[Possible genetic causes for late complications of diabetes mellitus].

BACKGROUND: Hyperglycemia occurs in every patient with diabetes mellitus. It is the most important factor in the development of diabetic complications. However, the onset, intensity and the progression of complications show large interindividual variations. Manifestation in families and the lack of complications in some diabetics with poor metabolic control indicate a genetic predisposition to develop diabetic complications like nephropathy, neuropathy and angiopathy. NEPHROPATHY: Diabetic nephropathy occurs only in 25 to 40% of the diabetic patients. Therefore a genetic risk factor for this complication is very likely.
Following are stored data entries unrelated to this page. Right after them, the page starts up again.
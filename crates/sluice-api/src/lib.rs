//! HTTP boundary and configuration for the sluice gateway.
//!
//! Translates HTTP requests into rate-gate checks and admission attempts, and
//! admission results back into status codes. The core crates know nothing of
//! HTTP; everything protocol-specific lives here.

#![forbid(unsafe_code)]
#![warn(missing_docs)]

pub mod config;
pub mod handlers;
pub mod server;

pub use config::Config;
pub use server::{create_router, start_server, AppState};
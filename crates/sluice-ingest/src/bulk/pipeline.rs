//! CSV bulk import.
//!
//! A blocking reader streams rows into a bounded channel; async workers turn
//! each row into a `bulk_import` event and publish it through the same
//! [`DeliveryClient`] the HTTP path uses. A collector tracks the contiguous
//! completed-row watermark and checkpoints it, so a restarted import skips
//! rows that already reached a terminal outcome.

use std::{collections::BTreeSet, io::Read, sync::Arc, time::Duration};

use serde::Serialize;
use serde_json::{Map, Value};
use sluice_core::{Clock, Event, Metrics};
use sluice_delivery::{DeliveryClient, DeliveryOutcome};
use tokio::{
    sync::{mpsc, Mutex},
    task::JoinHandle,
};
use tokio_util::sync::CancellationToken;
use tracing::{error, info, warn};

use super::source::FileSource;
use crate::{
    error::{IngestError, Result},
    rate::RateGate,
};

/// Event type given to every imported row.
pub const BULK_IMPORT_EVENT_TYPE: &str = "bulk_import";

/// Settings for one import run.
#[derive(Debug, Clone, PartialEq)]
pub struct ImportConfig {
    /// File to import, as understood by the [`FileSource`].
    pub path: String,
    /// Number of concurrent publishing workers.
    pub workers: usize,
    /// Row channel capacity and checkpoint interval.
    pub batch_size: usize,
    /// Rows per second, or 0 for unlimited.
    pub rate_limit: f64,
    /// Whether the first record names the columns.
    pub has_headers: bool,
}

impl ImportConfig {
    /// Config for `path` with default sizing.
    pub fn new(path: impl Into<String>) -> Self {
        Self { path: path.into(), workers: 4, batch_size: 100, rate_limit: 0.0, has_headers: true }
    }
}

/// Summary of an import run.
#[derive(Debug, Clone, Default, PartialEq, Eq, Serialize)]
pub struct ImportReport {
    /// Data records seen, including skipped and malformed ones.
    pub rows_read: u64,
    /// Records before the resume offset.
    pub rows_skipped: u64,
    /// Rows written to the primary topic.
    pub published: u64,
    /// Rows written to the dead-letter topic.
    pub dead_lettered: u64,
    /// Rows that could not be delivered anywhere.
    pub failed: u64,
    /// Records the CSV reader rejected.
    pub malformed: u64,
    /// Final checkpointed offset.
    pub checkpoint: u64,
    /// Whether the file was marked completed.
    pub completed: bool,
}

#[derive(Debug)]
struct Row {
    index: u64,
    payload: Map<String, Value>,
}

#[derive(Debug, Clone, Copy, PartialEq, Eq)]
enum RowOutcome {
    Published,
    DeadLettered,
    Failed,
    Malformed,
}

#[derive(Debug, Default)]
struct ReadStats {
    rows_read: u64,
    rows_skipped: u64,
}

/// Imports CSV files through a [`DeliveryClient`].
#[derive(Debug, Clone)]
pub struct ImportPipeline {
    source: Arc<dyn FileSource>,
    client: DeliveryClient,
    metrics: Arc<Metrics>,
    clock: Arc<dyn Clock>,
}

impl ImportPipeline {
    /// Creates a pipeline.
    pub fn new(
        source: Arc<dyn FileSource>,
        client: DeliveryClient,
        metrics: Arc<Metrics>,
        clock: Arc<dyn Clock>,
    ) -> Self {
        Self { source, client, metrics, clock }
    }

    /// Imports `config.path`, resuming from its last checkpoint.
    ///
    /// Cancelling `cancel` stops reading and publishing; rows already handed
    /// to a worker finish, progress is checkpointed, and the file is not
    /// marked completed.
    ///
    /// # Errors
    ///
    /// Returns an error if the configuration is invalid, the file cannot be
    /// opened or read, or a checkpoint cannot be stored.
    pub async fn run(&self, config: &ImportConfig, cancel: CancellationToken) -> Result<ImportReport> {
        if config.workers == 0 {
            return Err(IngestError::configuration("import workers must be at least 1"));
        }
        if config.batch_size == 0 {
            return Err(IngestError::configuration("import batch size must be at least 1"));
        }
        if !config.rate_limit.is_finite() || config.rate_limit < 0.0 {
            return Err(IngestError::configuration("import rate limit must be a non-negative number"));
        }

        let path = config.path.as_str();
        let resume_from = self.source.resume_offset(path).await?;
        let input = self.source.open(path).await?;

        info!(
            path,
            workers = config.workers,
            batch_size = config.batch_size,
            resume_from,
            "starting bulk import"
        );

        let (row_tx, row_rx) = mpsc::channel(config.batch_size);
        let (done_tx, mut done_rx) = mpsc::unbounded_channel();

        let reader = {
            let done_tx = done_tx.clone();
            let cancel = cancel.clone();
            let has_headers = config.has_headers;
            tokio::task::spawn_blocking(move || {
                read_rows(input, has_headers, resume_from, &row_tx, &done_tx, &cancel)
            })
        };

        let gate = (config.rate_limit > 0.0)
            .then(|| Arc::new(RateGate::with_clock(config.rate_limit, 1, Arc::clone(&self.clock))));
        let rows = Arc::new(Mutex::new(row_rx));
        let workers: Vec<JoinHandle<()>> = (0..config.workers)
            .map(|worker_id| {
                tokio::spawn(self.clone().publish_rows(
                    worker_id,
                    Arc::clone(&rows),
                    done_tx.clone(),
                    gate.clone(),
                    cancel.clone(),
                ))
            })
            .collect();
        drop(rows);
        drop(done_tx);

        let mut report = ImportReport::default();
        let mut watermark = resume_from;
        let mut last_checkpoint = resume_from;
        let mut finished_ahead = BTreeSet::new();
        let checkpoint_every = u64::try_from(config.batch_size).unwrap_or(u64::MAX);

        while let Some((index, outcome)) = done_rx.recv().await {
            match outcome {
                RowOutcome::Published => report.published += 1,
                RowOutcome::DeadLettered => report.dead_lettered += 1,
                RowOutcome::Failed => report.failed += 1,
                RowOutcome::Malformed => report.malformed += 1,
            }

            finished_ahead.insert(index);
            while finished_ahead.remove(&watermark) {
                watermark += 1;
            }

            if watermark - last_checkpoint >= checkpoint_every {
                self.source.checkpoint(path, watermark).await?;
                last_checkpoint = watermark;
            }
        }

        for (worker_id, handle) in workers.into_iter().enumerate() {
            if let Err(join_error) = handle.await {
                error!(worker_id, error = %join_error, "import worker panicked");
            }
        }

        if watermark > last_checkpoint {
            self.source.checkpoint(path, watermark).await?;
        }
        report.checkpoint = watermark;

        let stats = reader
            .await
            .map_err(|e| IngestError::import(format!("CSV reader task failed: {e}")))??;
        report.rows_read = stats.rows_read;
        report.rows_skipped = stats.rows_skipped;

        if cancel.is_cancelled() {
            warn!(path, checkpoint = watermark, "bulk import cancelled");
        } else {
            self.source.mark_completed(path).await?;
            report.completed = true;
            info!(
                path,
                rows_read = report.rows_read,
                published = report.published,
                dead_lettered = report.dead_lettered,
                failed = report.failed,
                malformed = report.malformed,
                "bulk import completed"
            );
        }

        Ok(report)
    }

    async fn publish_rows(
        self,
        worker_id: usize,
        rows: Arc<Mutex<mpsc::Receiver<Row>>>,
        done: mpsc::UnboundedSender<(u64, RowOutcome)>,
        gate: Option<Arc<RateGate>>,
        cancel: CancellationToken,
    ) {
        loop {
            let next = tokio::select! {
                biased;
                () = cancel.cancelled() => break,
                next = async { rows.lock().await.recv().await } => next,
            };
            let Some(row) = next else {
                break;
            };

            if let Some(gate) = &gate {
                if !self.wait_for_token(gate, &cancel).await {
                    break;
                }
            }

            let event = Event::new(BULK_IMPORT_EVENT_TYPE, self.clock.now_utc(), row.payload);
            self.metrics.received.inc();
            let outcome = match self.client.publish(&event).await {
                Ok(DeliveryOutcome::Published) => {
                    self.metrics.published.inc();
                    RowOutcome::Published
                },
                Ok(DeliveryOutcome::DeadLettered { .. }) => {
                    self.metrics.dead_lettered.inc();
                    RowOutcome::DeadLettered
                },
                Err(error) => {
                    self.metrics.failed.inc();
                    error!(
                        worker_id,
                        row = row.index,
                        event_id = %event.id,
                        error = %error,
                        category = %error.category(),
                        "failed to publish imported row"
                    );
                    RowOutcome::Failed
                },
            };

            if done.send((row.index, outcome)).is_err() {
                break;
            }
        }
    }

    /// Waits for the gate to admit one row. Returns false if cancelled first.
    async fn wait_for_token(&self, gate: &RateGate, cancel: &CancellationToken) -> bool {
        let interval = Duration::from_secs_f64((1.0 / gate.rate()).min(1.0));
        while !gate.allow() {
            tokio::select! {
                biased;
                () = cancel.cancelled() => return false,
                () = self.clock.sleep(interval) => {},
            }
        }
        true
    }
}

fn read_rows(
    input: Box<dyn Read + Send>,
    has_headers: bool,
    resume_from: u64,
    rows: &mpsc::Sender<Row>,
    done: &mpsc::UnboundedSender<(u64, RowOutcome)>,
    cancel: &CancellationToken,
) -> Result<ReadStats> {
    let mut reader = csv::ReaderBuilder::new().has_headers(has_headers).from_reader(input);
    let headers = if has_headers { Some(reader.headers()?.clone()) } else { None };
    let mut stats = ReadStats::default();

    for (index, record) in (0_u64..).zip(reader.records()) {
        if cancel.is_cancelled() {
            break;
        }
        stats.rows_read += 1;

        if index < resume_from {
            stats.rows_skipped += 1;
            continue;
        }

        let record = match record {
            Ok(record) => record,
            Err(e) if e.is_io_error() => return Err(e.into()),
            Err(e) => {
                warn!(row = index, error = %e, "skipping malformed CSV record");
                if done.send((index, RowOutcome::Malformed)).is_err() {
                    break;
                }
                continue;
            },
        };

        let payload = match &headers {
            Some(headers) => headers
                .iter()
                .zip(record.iter())
                .map(|(name, value)| (name.to_string(), Value::String(value.to_string())))
                .collect(),
            None => {
                let values = record.iter().map(|v| Value::String(v.to_string())).collect();
                Map::from_iter([("data".to_string(), Value::Array(values))])
            },
        };

        if rows.blocking_send(Row { index, payload }).is_err() {
            break;
        }
    }

    Ok(stats)
}
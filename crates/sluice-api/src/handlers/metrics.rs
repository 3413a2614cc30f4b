//! Prometheus exposition endpoint.

use axum::{
    extract::State,
    http::header,
    response::{IntoResponse, Response},
};

use crate::AppState;

const CONTENT_TYPE: &str = "text/plain; version=0.0.4";

/// Renders all counters in the Prometheus text format.
pub async fn metrics(State(state): State<AppState>) -> Response {
    ([(header::CONTENT_TYPE, CONTENT_TYPE)], state.metrics.render_prometheus()).into_response()
}
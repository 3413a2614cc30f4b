//! Core domain types shared by every sluice crate.
//!
//! Provides the event model that flows through the gateway, the clock
//! abstraction used for deterministic timing in tests, and the metrics
//! registry that the admission path and delivery workers report into.

#![forbid(unsafe_code)]
#![warn(missing_docs)]

pub mod error;
pub mod metrics;
pub mod models;
pub mod time;

pub use error::{CoreError, Result};
pub use metrics::{Metrics, MetricsSnapshot};
pub use models::{Event, EventId, EventRequest};
pub use time::{Clock, RealClock, TestClock};
//! Error types for event validation.
//!
//! Validation failures are caller errors: the boundary adapter maps them to
//! a client-error response and the event never reaches the queue.

use thiserror::Error;

/// Result type alias using `CoreError`.
pub type Result<T> = std::result::Result<T, CoreError>;

/// Errors raised while building or validating core types.
#[derive(Debug, Clone, PartialEq, Eq, Error)]
pub enum CoreError {
    /// The event could not be accepted as-is.
    #[error("invalid event: {reason}")]
    InvalidEvent {
        /// Why the event was rejected
        reason: String,
    },
}

impl CoreError {
    /// Creates an invalid event error.
    pub fn invalid_event(reason: impl Into<String>) -> Self {
        Self::InvalidEvent { reason: reason.into() }
    }
}
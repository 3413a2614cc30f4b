//! Error types for durable-log delivery.
//!
//! Transport errors are categorized so the retry loop can tell transient
//! failures (network, timeout, 5xx, 429) from permanent ones, and so log
//! lines carry a stable `category` field.

use std::fmt;

use thiserror::Error;

/// Result type alias for delivery operations.
pub type Result<T> = std::result::Result<T, DeliveryError>;

/// Errors raised while writing events to the durable log.
#[derive(Debug, Clone, PartialEq, Eq, Error)]
pub enum DeliveryError {
    /// The event could not be encoded.
    #[error("serialization failed: {message}")]
    Serialization {
        /// Encoder error message
        message: String,
    },

    /// Connection to the log endpoint failed.
    #[error("network connection failed: {message}")]
    Network {
        /// Error message describing the network failure
        message: String,
    },

    /// A single write attempt exceeded its timeout.
    #[error("write timed out after {timeout_ms}ms")]
    Timeout {
        /// Per-attempt timeout that was exceeded
        timeout_ms: u64,
    },

    /// The log rejected the write (4xx other than 429).
    #[error("client error: HTTP {status_code}")]
    ClientError {
        /// HTTP status code (4xx)
        status_code: u16,
        /// Response body content
        body: String,
    },

    /// The log failed to accept the write (5xx).
    #[error("server error: HTTP {status_code}")]
    ServerError {
        /// HTTP status code (5xx)
        status_code: u16,
        /// Response body content
        body: String,
    },

    /// The log asked the writer to slow down.
    #[error("rate limited: retry after {retry_after_seconds}s")]
    RateLimited {
        /// Seconds to wait before retrying
        retry_after_seconds: u64,
    },

    /// Every attempt allowed by the retry policy failed.
    #[error("write failed after {attempts} attempts: {last_error}")]
    RetriesExhausted {
        /// Number of attempts made
        attempts: u32,
        /// Error from the final attempt
        last_error: String,
    },

    /// Both the primary and the dead-letter write failed.
    #[error("dead-letter write failed: {dead_letter} (primary: {primary})")]
    DeadLetterFailed {
        /// Why the primary write failed
        primary: String,
        /// Why the dead-letter write failed
        dead_letter: String,
    },

    /// The transport was closed before the write.
    #[error("transport for {destination} is closed")]
    Closed {
        /// Destination of the closed transport
        destination: String,
    },

    /// Invalid transport configuration.
    #[error("invalid transport configuration: {message}")]
    Configuration {
        /// Configuration error message
        message: String,
    },
}

impl DeliveryError {
    /// Creates a serialization error.
    pub fn serialization(message: impl Into<String>) -> Self {
        Self::Serialization { message: message.into() }
    }

    /// Creates a network error from a message.
    pub fn network(message: impl Into<String>) -> Self {
        Self::Network { message: message.into() }
    }

    /// Creates a timeout error.
    pub fn timeout(timeout_ms: u64) -> Self {
        Self::Timeout { timeout_ms }
    }

    /// Creates a client error from an HTTP response.
    pub fn client_error(status_code: u16, body: impl Into<String>) -> Self {
        Self::ClientError { status_code, body: body.into() }
    }

    /// Creates a server error from an HTTP response.
    pub fn server_error(status_code: u16, body: impl Into<String>) -> Self {
        Self::ServerError { status_code, body: body.into() }
    }

    /// Creates a rate limit error with retry guidance.
    pub fn rate_limited(retry_after_seconds: u64) -> Self {
        Self::RateLimited { retry_after_seconds }
    }

    /// Creates a retries exhausted error.
    pub fn retries_exhausted(attempts: u32, last_error: impl Into<String>) -> Self {
        Self::RetriesExhausted { attempts, last_error: last_error.into() }
    }

    /// Creates a double-failure error.
    pub fn dead_letter_failed(primary: impl Into<String>, dead_letter: impl Into<String>) -> Self {
        Self::DeadLetterFailed { primary: primary.into(), dead_letter: dead_letter.into() }
    }

    /// Creates a closed-transport error.
    pub fn closed(destination: impl Into<String>) -> Self {
        Self::Closed { destination: destination.into() }
    }

    /// Creates a configuration error.
    pub fn configuration(message: impl Into<String>) -> Self {
        Self::Configuration { message: message.into() }
    }

    /// Determines if a single failed attempt should be tried again.
    ///
    /// Returns `true` for network errors, timeouts, server errors (5xx) and
    /// rate limits.
    pub fn is_retryable(&self) -> bool {
        match self {
            Self::Network { .. }
            | Self::Timeout { .. }
            | Self::ServerError { .. }
            | Self::RateLimited { .. } => true,

            Self::Serialization { .. }
            | Self::ClientError { .. }
            | Self::RetriesExhausted { .. }
            | Self::DeadLetterFailed { .. }
            | Self::Closed { .. }
            | Self::Configuration { .. } => false,
        }
    }

    /// Returns the server-requested delay for rate limits.
    pub fn retry_after_seconds(&self) -> Option<u64> {
        match self {
            Self::RateLimited { retry_after_seconds } => Some(*retry_after_seconds),
            _ => None,
        }
    }

    /// Category for log fields.
    pub fn category(&self) -> ErrorCategory {
        ErrorCategory::from(self)
    }
}

/// Category of delivery error for logs and monitoring.
#[derive(Debug, Clone, Copy, PartialEq, Eq)]
pub enum ErrorCategory {
    /// Encoding failures.
    Serialization,
    /// Network connectivity issues and timeouts.
    Network,
    /// Rejections by the log (4xx).
    Client,
    /// Log-side failures (5xx).
    Server,
    /// Rate limiting.
    RateLimit,
    /// Retry budget spent.
    Exhausted,
    /// Primary and dead-letter both failed.
    DeadLetter,
    /// Transport already closed.
    Closed,
    /// Configuration problems.
    Configuration,
}

impl From<&DeliveryError> for ErrorCategory {
    fn from(error: &DeliveryError) -> Self {
        match error {
            DeliveryError::Serialization { .. } => Self::Serialization,
            DeliveryError::Network { .. } | DeliveryError::Timeout { .. } => Self::Network,
            DeliveryError::ClientError { .. } => Self::Client,
            DeliveryError::ServerError { .. } => Self::Server,
            DeliveryError::RateLimited { .. } => Self::RateLimit,
            DeliveryError::RetriesExhausted { .. } => Self::Exhausted,
            DeliveryError::DeadLetterFailed { .. } => Self::DeadLetter,
            DeliveryError::Closed { .. } => Self::Closed,
            DeliveryError::Configuration { .. } => Self::Configuration,
        }
    }
}

impl fmt::Display for ErrorCategory {
    fn fmt(&self, f: &mut fmt::Formatter<'_>) -> fmt::Result {
        match self {
            Self::Serialization => write!(f, "serialization"),
            Self::Network => write!(f, "network"),
            Self::Client => write!(f, "client"),
            Self::Server => write!(f, "server"),
            Self::RateLimit => write!(f, "rate_limit"),
            Self::Exhausted => write!(f, "exhausted"),
            Self::DeadLetter => write!(f, "dead_letter"),
            Self::Closed => write!(f, "closed"),
            Self::Configuration => write!(f, "configuration"),
        }
    }
}

#[cfg(test)]
mod tests {
    use super::*;

    #[test]
    fn retryable_errors_identified_correctly() {
        assert!(DeliveryError::network("connection refused").is_retryable());
        assert!(DeliveryError::timeout(10_000).is_retryable());
        assert!(DeliveryError::server_error(503, "unavailable").is_retryable());
        assert!(DeliveryError::rate_limited(1).is_retryable());

        assert!(!DeliveryError::client_error(400, "bad record").is_retryable());
        assert!(!DeliveryError::serialization("bad float").is_retryable());
        assert!(!DeliveryError::retries_exhausted(3, "timeout").is_retryable());
        assert!(!DeliveryError::closed("events").is_retryable());
        assert!(!DeliveryError::dead_letter_failed("a", "b").is_retryable());
    }

    #[test]
    fn rate_limit_retry_after_extracted() {
        assert_eq!(DeliveryError::rate_limited(7).retry_after_seconds(), Some(7));
        assert_eq!(DeliveryError::timeout(100).retry_after_seconds(), None);
    }

    #[test]
    fn categories_render_as_snake_case() {
        assert_eq!(DeliveryError::network("x").category().to_string(), "network");
        assert_eq!(DeliveryError::rate_limited(1).category().to_string(), "rate_limit");
        assert_eq!(DeliveryError::dead_letter_failed("a", "b").category().to_string(), "dead_letter");
    }

    #[test]
    fn exhausted_error_carries_last_failure() {
        let error = DeliveryError::retries_exhausted(3, DeliveryError::server_error(500, "").to_string());
        assert_eq!(error.to_string(), "write failed after 3 attempts: server error: HTTP 500");
    }
}
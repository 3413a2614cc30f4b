//! Admission, backpressure and drain behaviour of the ingestion service.

use std::time::Duration;

use proptest::prelude::*;
use sluice_delivery::DeliveryError;
use sluice_ingest::{AdmitError, IngestionService, ServiceConfig};
use sluice_testing::{eventually, EventBuilder, TestEnv};

fn start(env: &TestEnv, worker_count: usize, queue_capacity: usize) -> IngestionService {
    let config = ServiceConfig { worker_count, queue_capacity, ..Default::default() };
    IngestionService::start(config, env.client(), env.metrics(), env.clock()).unwrap()
}

#[tokio::test]
async fn full_queue_reports_backpressure() {
    let env = TestEnv::new();
    env.primary.pause();
    let service = start(&env, 1, 2);

    // Occupy the only worker so the queue itself fills.
    service.admit(EventBuilder::new().id("in-flight").build()).unwrap();
    eventually(|| env.primary.write_calls() == 1).await;

    let results: Vec<_> = ["e1", "e2", "e3"]
        .into_iter()
        .map(|id| service.admit(EventBuilder::new().id(id).build()))
        .collect();

    assert_eq!(results, vec![Ok(()), Ok(()), Err(AdmitError::QueueFull)]);
    assert_eq!(env.metrics.received.get(), 3);
    assert_eq!(env.metrics.queue_depth.get(), 2);

    env.primary.resume();
    service.shutdown().await.unwrap();
    assert_eq!(env.primary.keys(), vec!["in-flight", "e1", "e2"]);
}

#[tokio::test]
async fn shutdown_drains_every_queued_event() {
    let env = TestEnv::new();
    env.primary.pause();
    let service = start(&env, 3, 100);

    for event in EventBuilder::batch(50) {
        service.admit(event).unwrap();
    }
    env.primary.resume();
    service.shutdown().await.unwrap();

    let snapshot = env.metrics.snapshot();
    assert_eq!(snapshot.events_received, 50);
    assert_eq!(snapshot.events_published, 50);
    assert_eq!(snapshot.queue_size, 0);
    assert_eq!(env.primary.message_count(), 50);
}

#[tokio::test]
async fn primary_failure_routes_to_dead_letter() {
    let env = TestEnv::new();
    env.primary.fail_always(DeliveryError::retries_exhausted(3, "server error: HTTP 503"));
    let service = start(&env, 2, 10);

    service.admit(EventBuilder::new().id("evt-dlq").build()).unwrap();
    service.shutdown().await.unwrap();

    let copies = env.dead_letter.messages();
    assert_eq!(copies.len(), 1);
    assert_eq!(copies[0].key_str(), "evt-dlq");
    assert_eq!(copies[0].header("error"), Some("write failed after 3 attempts: server error: HTTP 503"));
    assert_eq!(env.metrics.dead_lettered.get(), 1);
    assert_eq!(env.metrics.published.get(), 0);
    assert_eq!(env.metrics.failed.get(), 0);
}

#[tokio::test]
async fn double_failure_counts_each_event_once() {
    let env = TestEnv::new();
    env.primary.fail_always(DeliveryError::network("refused"));
    env.dead_letter.fail_always(DeliveryError::network("refused"));
    let service = start(&env, 4, 10);

    for event in EventBuilder::batch(7) {
        service.admit(event).unwrap();
    }
    service.shutdown().await.unwrap();

    let snapshot = env.metrics.snapshot();
    assert_eq!(snapshot.events_failed, 7);
    assert_eq!(snapshot.events_published + snapshot.events_dead_lettered, 0);
    assert_eq!(snapshot.latency_observations, 7);
}

#[tokio::test]
async fn stalled_delivery_hits_deadline() {
    let env = TestEnv::new();
    env.primary.pause();
    let config = ServiceConfig {
        worker_count: 1,
        queue_capacity: 4,
        delivery_timeout: Duration::from_millis(50),
    };
    let service = IngestionService::start(config, env.client(), env.metrics(), env.clock()).unwrap();

    service.admit(EventBuilder::new().build()).unwrap();
    service.shutdown().await.unwrap();

    assert_eq!(env.metrics.failed.get(), 1);
    assert_eq!(env.primary.message_count(), 0);
}

#[tokio::test(flavor = "multi_thread", worker_threads = 2)]
async fn admit_racing_shutdown_is_either_delivered_or_closed() {
    let env = TestEnv::new();
    let service = std::sync::Arc::new(start(&env, 2, 1000));

    let admitter = {
        let service = std::sync::Arc::clone(&service);
        tokio::spawn(async move {
            let mut accepted: u64 = 0;
            for event in EventBuilder::batch(500) {
                match service.admit(event) {
                    Ok(()) => accepted += 1,
                    Err(AdmitError::Closed) => break,
                    Err(AdmitError::QueueFull) => tokio::task::yield_now().await,
                }
            }
            accepted
        })
    };

    tokio::task::yield_now().await;
    service.shutdown().await.unwrap();
    let accepted = admitter.await.unwrap();

    // Nothing accepted is lost once shutdown returns.
    let snapshot = env.metrics.snapshot();
    assert_eq!(snapshot.events_received, accepted);
    assert_eq!(snapshot.completed(), accepted);
}

proptest! {
    #[test]
    fn queue_depth_matches_admitted_minus_taken(
        capacity in 1usize..20,
        attempts in 1usize..40,
    ) {
        let rt = tokio::runtime::Runtime::new().unwrap();
        rt.block_on(async {
            let env = TestEnv::new();
            env.primary.pause();
            let service = start(&env, 1, capacity);

            let mut accepted: usize = 0;
            for event in EventBuilder::batch(attempts) {
                if service.admit(event).is_ok() {
                    accepted += 1;
                }
            }
            eventually(|| env.primary.write_calls() == 1).await;

            // One event is held by the paused worker; the rest wait in the queue.
            let depth = env.metrics.queue_depth.get();
            prop_assert_eq!(depth, i64::try_from(accepted).unwrap() - 1);
            prop_assert!(depth >= 0 && usize::try_from(depth).unwrap() <= capacity);

            env.primary.resume();
            service.shutdown().await.unwrap();
            prop_assert_eq!(env.metrics.queue_depth.get(), 0);
            prop_assert_eq!(env.primary.message_count(), accepted);
            Ok(())
        })?;
    }
}
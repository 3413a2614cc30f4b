//! Delivery of admitted events to a durable log.
//!
//! # Architecture
//!
//! Delivery has two layers:
//!
//! 1. **Transport** - a [`LogTransport`] appends one record to one topic and
//!    owns the bounded retry for that write ([`RetryPolicy`]).
//! 2. **Client** - a [`DeliveryClient`] writes each event once to the primary
//!    transport and, if that fails, once to the dead-letter transport with the
//!    failure reason attached.
//!
//! # Example
//!
//! ```no_run
//! use std::sync::Arc;
//!
//! use sluice_delivery::{DeliveryClient, HttpLogTransport, HttpTransportConfig};
//!
//! # fn example() -> sluice_delivery::Result<()> {
//! let primary = HttpLogTransport::new(HttpTransportConfig::default())?;
//! let dead_letter = HttpLogTransport::new(HttpTransportConfig {
//!     topic: "events-dlq".to_string(),
//!     ..Default::default()
//! })?;
//! let client = DeliveryClient::new(Arc::new(primary), Arc::new(dead_letter));
//! # Ok(())
//! # }
//! ```

#![forbid(unsafe_code)]
#![warn(missing_docs)]

pub mod client;
pub mod error;
pub mod retry;
pub mod transport;

pub use client::{DeliveryClient, DeliveryOutcome};
pub use error::{DeliveryError, ErrorCategory, Result};
pub use retry::RetryPolicy;
pub use transport::{HttpLogTransport, HttpTransportConfig, LogMessage, LogTransport};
Various variations in genes like ACE-gene and angiotensinogen-gene have been described, which could be associated with the development of diabetic nephropathy. NEUROPATHY: Peripheral diabetic neuropathy occurs in up to 66% of all diabetics. Therefore and because of the possible pathological mechanisms genetic risk factors like variations in the Na/K-ATPase-gene and in the aldose reductase-gene are discussed. RETINOPATHY: An association between diabetic retinopathy and polymorphisms in the ACE-gene and the aldose reductase-gene seems very unlikely, because up to 75% of the diabetic patients suffer from retinopathy after 15 years of diabetes. MACROANGIOPATHY: A large number of studies show an association between diabetic macroangiopathy and genetic variations in the ACE-gene (I/D-variant) and the paraoxonase-gene (2 isoforms).
CONCLUSION: Based on the current evidence for associations of genetic markers with diabetic complications, the generation of an individual risk profile based on genetic markers seems to be possible. In addition to near euglycemia genetic markers could direct therapeutic strategies and lead to new therapeutic approaches.